YOUR TASK:
In the entries below, find the line with "key is set." and the line with "an empty key."; give again those lines and every line between them, exactly.

--- RECORDS FOR THE TASK ---

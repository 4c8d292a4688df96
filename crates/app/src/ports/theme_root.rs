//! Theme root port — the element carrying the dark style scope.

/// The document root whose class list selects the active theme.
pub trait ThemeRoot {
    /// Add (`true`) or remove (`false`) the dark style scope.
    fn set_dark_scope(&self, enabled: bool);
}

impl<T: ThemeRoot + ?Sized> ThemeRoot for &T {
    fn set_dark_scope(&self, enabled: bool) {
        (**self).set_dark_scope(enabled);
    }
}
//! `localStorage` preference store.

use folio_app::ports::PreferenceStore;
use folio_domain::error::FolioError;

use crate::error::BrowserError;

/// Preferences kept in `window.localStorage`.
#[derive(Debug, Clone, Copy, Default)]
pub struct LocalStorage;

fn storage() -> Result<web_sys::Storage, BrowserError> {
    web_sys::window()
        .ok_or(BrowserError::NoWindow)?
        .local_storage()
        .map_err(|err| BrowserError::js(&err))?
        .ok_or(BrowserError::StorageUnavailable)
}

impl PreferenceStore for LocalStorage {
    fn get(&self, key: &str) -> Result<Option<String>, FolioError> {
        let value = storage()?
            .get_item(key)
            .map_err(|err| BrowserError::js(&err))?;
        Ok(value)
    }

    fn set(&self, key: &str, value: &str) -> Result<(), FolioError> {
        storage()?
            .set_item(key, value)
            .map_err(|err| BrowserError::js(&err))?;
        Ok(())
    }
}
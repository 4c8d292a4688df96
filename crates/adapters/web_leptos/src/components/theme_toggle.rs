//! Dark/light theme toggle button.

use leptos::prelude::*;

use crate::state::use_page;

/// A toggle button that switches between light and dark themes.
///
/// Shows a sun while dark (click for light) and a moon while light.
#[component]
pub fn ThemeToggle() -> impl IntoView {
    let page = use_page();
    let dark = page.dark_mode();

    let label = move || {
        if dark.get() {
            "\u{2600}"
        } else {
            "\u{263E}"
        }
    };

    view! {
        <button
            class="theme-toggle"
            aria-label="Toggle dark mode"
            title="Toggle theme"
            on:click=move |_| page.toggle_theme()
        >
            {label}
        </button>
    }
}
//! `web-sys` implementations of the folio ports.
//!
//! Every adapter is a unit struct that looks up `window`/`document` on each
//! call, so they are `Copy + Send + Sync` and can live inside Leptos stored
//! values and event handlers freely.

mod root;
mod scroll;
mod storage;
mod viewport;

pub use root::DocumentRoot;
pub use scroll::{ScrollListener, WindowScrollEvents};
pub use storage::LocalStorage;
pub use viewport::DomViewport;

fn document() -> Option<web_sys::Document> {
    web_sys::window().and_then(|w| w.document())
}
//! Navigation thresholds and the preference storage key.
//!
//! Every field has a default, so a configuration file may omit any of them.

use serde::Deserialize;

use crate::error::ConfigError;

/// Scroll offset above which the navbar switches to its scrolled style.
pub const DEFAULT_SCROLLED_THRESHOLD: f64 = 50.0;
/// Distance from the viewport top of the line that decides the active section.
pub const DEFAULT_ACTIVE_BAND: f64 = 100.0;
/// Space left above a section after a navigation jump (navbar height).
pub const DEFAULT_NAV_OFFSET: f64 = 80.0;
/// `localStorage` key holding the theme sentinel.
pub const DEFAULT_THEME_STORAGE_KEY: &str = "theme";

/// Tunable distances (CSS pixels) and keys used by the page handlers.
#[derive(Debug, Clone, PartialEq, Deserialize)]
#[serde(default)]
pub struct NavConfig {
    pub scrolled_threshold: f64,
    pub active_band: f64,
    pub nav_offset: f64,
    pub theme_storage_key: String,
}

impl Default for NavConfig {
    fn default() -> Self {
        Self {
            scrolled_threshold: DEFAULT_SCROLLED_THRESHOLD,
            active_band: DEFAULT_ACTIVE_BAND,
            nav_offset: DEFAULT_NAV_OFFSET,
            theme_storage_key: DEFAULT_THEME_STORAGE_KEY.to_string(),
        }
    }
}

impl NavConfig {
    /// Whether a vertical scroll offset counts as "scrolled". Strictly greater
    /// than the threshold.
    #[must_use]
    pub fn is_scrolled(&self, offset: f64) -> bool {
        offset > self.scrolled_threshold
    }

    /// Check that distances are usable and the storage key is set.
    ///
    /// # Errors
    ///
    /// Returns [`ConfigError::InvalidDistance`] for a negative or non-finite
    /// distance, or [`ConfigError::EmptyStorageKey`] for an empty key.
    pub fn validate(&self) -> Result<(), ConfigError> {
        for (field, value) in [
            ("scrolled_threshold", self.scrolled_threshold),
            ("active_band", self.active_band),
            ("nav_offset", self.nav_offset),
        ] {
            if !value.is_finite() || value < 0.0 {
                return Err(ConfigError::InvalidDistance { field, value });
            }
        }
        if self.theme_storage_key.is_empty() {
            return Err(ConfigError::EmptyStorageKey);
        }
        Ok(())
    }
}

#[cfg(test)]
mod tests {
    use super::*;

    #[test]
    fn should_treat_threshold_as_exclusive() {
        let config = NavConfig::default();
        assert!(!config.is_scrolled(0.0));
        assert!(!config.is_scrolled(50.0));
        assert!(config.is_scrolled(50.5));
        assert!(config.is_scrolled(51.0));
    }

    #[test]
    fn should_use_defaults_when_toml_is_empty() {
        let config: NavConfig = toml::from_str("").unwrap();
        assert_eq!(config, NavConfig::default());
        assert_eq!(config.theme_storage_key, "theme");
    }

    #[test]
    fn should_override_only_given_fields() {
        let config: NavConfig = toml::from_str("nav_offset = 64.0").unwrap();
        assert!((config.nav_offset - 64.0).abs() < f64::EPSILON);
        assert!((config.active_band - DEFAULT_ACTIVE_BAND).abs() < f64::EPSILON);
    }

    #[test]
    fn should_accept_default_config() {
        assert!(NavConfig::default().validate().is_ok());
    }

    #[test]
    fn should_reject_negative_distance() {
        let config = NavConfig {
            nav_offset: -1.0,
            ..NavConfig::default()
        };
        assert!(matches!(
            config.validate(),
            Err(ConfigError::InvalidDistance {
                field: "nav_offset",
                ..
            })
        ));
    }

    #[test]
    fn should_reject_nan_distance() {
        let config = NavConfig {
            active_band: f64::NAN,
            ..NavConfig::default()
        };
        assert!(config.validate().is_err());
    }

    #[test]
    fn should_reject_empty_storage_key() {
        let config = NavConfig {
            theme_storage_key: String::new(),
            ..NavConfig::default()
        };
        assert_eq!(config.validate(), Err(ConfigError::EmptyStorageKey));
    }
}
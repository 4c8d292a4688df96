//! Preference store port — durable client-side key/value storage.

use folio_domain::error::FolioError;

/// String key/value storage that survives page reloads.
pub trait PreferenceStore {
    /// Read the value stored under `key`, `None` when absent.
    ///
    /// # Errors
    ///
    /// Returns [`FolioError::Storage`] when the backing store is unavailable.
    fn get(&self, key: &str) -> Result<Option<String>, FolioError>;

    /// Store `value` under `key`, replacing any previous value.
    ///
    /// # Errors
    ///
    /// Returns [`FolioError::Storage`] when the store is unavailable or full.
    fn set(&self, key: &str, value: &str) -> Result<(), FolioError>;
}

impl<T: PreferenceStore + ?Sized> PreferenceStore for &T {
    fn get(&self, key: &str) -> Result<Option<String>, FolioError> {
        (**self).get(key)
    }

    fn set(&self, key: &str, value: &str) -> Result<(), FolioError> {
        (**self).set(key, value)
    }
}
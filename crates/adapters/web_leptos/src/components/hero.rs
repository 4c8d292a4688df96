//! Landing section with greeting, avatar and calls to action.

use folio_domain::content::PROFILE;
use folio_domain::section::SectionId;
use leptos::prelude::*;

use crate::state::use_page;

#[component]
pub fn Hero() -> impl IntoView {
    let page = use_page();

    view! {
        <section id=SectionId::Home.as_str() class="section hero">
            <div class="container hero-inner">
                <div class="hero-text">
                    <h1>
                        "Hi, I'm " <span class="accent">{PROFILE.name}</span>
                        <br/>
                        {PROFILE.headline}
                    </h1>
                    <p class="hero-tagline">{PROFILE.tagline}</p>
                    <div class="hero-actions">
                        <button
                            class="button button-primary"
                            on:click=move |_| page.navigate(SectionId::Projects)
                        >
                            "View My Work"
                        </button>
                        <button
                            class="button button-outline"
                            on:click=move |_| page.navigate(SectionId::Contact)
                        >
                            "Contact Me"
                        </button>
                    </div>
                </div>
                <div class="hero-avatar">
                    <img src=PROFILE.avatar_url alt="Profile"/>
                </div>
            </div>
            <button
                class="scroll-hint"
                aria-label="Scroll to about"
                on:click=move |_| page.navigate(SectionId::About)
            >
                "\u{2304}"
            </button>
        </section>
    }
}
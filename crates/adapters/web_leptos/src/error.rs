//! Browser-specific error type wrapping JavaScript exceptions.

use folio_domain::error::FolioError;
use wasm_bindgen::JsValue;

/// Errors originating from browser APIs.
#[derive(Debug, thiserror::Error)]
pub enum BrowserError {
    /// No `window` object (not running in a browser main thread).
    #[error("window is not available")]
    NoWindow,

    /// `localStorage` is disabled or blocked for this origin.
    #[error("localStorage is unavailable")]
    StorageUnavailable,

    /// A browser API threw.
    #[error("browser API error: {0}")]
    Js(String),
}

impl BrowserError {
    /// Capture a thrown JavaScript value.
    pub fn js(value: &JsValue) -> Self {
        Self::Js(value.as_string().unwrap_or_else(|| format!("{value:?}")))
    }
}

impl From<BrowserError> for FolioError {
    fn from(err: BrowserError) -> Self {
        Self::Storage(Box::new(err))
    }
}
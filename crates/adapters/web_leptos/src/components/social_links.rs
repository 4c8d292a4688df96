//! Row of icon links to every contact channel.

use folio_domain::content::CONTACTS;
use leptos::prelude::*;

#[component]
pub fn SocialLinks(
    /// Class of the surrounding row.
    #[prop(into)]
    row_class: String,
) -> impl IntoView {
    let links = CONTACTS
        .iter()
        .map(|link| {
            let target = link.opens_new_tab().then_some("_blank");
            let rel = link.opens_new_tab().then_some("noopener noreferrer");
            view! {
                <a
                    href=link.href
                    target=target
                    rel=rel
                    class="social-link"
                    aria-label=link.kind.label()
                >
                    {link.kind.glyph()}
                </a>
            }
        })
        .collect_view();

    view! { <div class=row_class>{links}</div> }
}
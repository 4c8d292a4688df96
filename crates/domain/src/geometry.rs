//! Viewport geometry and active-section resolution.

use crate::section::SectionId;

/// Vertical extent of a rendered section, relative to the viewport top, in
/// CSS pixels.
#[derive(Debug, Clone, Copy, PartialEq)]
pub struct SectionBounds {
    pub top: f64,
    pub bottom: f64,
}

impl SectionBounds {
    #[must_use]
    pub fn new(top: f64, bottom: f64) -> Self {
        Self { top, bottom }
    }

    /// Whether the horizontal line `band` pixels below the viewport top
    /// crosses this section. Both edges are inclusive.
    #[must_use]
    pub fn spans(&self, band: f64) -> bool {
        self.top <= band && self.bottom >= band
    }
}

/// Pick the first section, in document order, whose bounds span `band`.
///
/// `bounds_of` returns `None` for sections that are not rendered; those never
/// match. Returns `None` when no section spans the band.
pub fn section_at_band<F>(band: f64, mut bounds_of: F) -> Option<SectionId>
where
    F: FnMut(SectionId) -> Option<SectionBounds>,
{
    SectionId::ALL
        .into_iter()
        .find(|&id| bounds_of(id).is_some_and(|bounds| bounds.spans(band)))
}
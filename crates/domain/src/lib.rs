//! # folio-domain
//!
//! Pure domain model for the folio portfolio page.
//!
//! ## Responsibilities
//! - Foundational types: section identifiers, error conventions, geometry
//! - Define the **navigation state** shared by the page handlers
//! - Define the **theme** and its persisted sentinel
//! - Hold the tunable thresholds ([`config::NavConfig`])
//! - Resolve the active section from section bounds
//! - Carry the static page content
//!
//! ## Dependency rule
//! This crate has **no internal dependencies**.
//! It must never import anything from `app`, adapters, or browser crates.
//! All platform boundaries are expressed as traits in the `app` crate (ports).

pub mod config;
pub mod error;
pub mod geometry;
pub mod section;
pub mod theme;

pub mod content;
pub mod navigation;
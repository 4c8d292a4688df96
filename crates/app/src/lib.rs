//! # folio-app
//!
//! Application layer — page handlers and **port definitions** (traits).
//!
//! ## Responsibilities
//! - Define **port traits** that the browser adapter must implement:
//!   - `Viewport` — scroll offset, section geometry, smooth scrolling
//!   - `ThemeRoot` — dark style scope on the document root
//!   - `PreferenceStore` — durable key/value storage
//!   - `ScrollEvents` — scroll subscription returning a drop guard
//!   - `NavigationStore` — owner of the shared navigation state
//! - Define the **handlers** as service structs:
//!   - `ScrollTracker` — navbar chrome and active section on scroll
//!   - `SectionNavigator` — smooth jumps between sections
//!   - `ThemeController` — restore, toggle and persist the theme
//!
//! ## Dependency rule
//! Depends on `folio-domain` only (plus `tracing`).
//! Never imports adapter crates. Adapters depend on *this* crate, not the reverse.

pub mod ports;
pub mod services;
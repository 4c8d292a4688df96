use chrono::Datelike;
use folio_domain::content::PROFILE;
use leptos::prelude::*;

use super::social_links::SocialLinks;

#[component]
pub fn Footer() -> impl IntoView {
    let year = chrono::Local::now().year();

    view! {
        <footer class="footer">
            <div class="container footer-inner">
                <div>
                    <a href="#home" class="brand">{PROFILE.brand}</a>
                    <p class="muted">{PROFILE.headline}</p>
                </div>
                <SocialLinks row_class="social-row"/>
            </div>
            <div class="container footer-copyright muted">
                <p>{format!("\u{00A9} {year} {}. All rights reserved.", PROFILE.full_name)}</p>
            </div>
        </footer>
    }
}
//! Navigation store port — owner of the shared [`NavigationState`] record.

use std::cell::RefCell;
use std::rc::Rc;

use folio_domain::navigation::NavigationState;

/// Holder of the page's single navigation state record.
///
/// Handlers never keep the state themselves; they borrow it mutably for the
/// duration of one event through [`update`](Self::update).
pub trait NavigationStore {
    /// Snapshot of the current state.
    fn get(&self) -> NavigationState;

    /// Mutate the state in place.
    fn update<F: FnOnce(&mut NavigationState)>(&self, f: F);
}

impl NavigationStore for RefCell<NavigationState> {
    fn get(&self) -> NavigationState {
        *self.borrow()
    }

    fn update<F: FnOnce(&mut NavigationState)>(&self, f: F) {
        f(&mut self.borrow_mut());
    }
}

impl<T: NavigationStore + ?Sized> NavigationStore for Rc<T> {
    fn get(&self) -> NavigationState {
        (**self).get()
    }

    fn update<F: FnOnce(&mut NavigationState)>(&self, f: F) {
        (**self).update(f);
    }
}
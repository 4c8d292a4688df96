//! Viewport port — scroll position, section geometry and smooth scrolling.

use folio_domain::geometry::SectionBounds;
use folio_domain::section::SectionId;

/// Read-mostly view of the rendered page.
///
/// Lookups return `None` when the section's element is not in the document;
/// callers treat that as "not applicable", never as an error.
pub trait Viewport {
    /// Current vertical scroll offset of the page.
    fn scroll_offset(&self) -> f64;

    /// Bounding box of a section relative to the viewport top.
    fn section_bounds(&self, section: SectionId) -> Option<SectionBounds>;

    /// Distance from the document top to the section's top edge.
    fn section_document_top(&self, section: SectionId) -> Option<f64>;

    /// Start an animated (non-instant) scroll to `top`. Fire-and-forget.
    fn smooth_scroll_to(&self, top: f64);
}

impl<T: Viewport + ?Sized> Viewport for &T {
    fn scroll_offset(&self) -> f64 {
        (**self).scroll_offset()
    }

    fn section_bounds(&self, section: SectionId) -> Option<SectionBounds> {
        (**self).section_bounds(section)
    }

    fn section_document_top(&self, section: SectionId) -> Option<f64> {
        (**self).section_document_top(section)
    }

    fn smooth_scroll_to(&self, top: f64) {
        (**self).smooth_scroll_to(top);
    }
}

---

PROBLEM SOLUTION:
    /// Check that distances are usable and the storage key is set.
    ///
    /// # Errors
    ///
    /// Returns [`ConfigError::InvalidDistance`] for a negative or non-finite
    /// distance, or [`ConfigError::EmptyStorageKey`] for an empty key.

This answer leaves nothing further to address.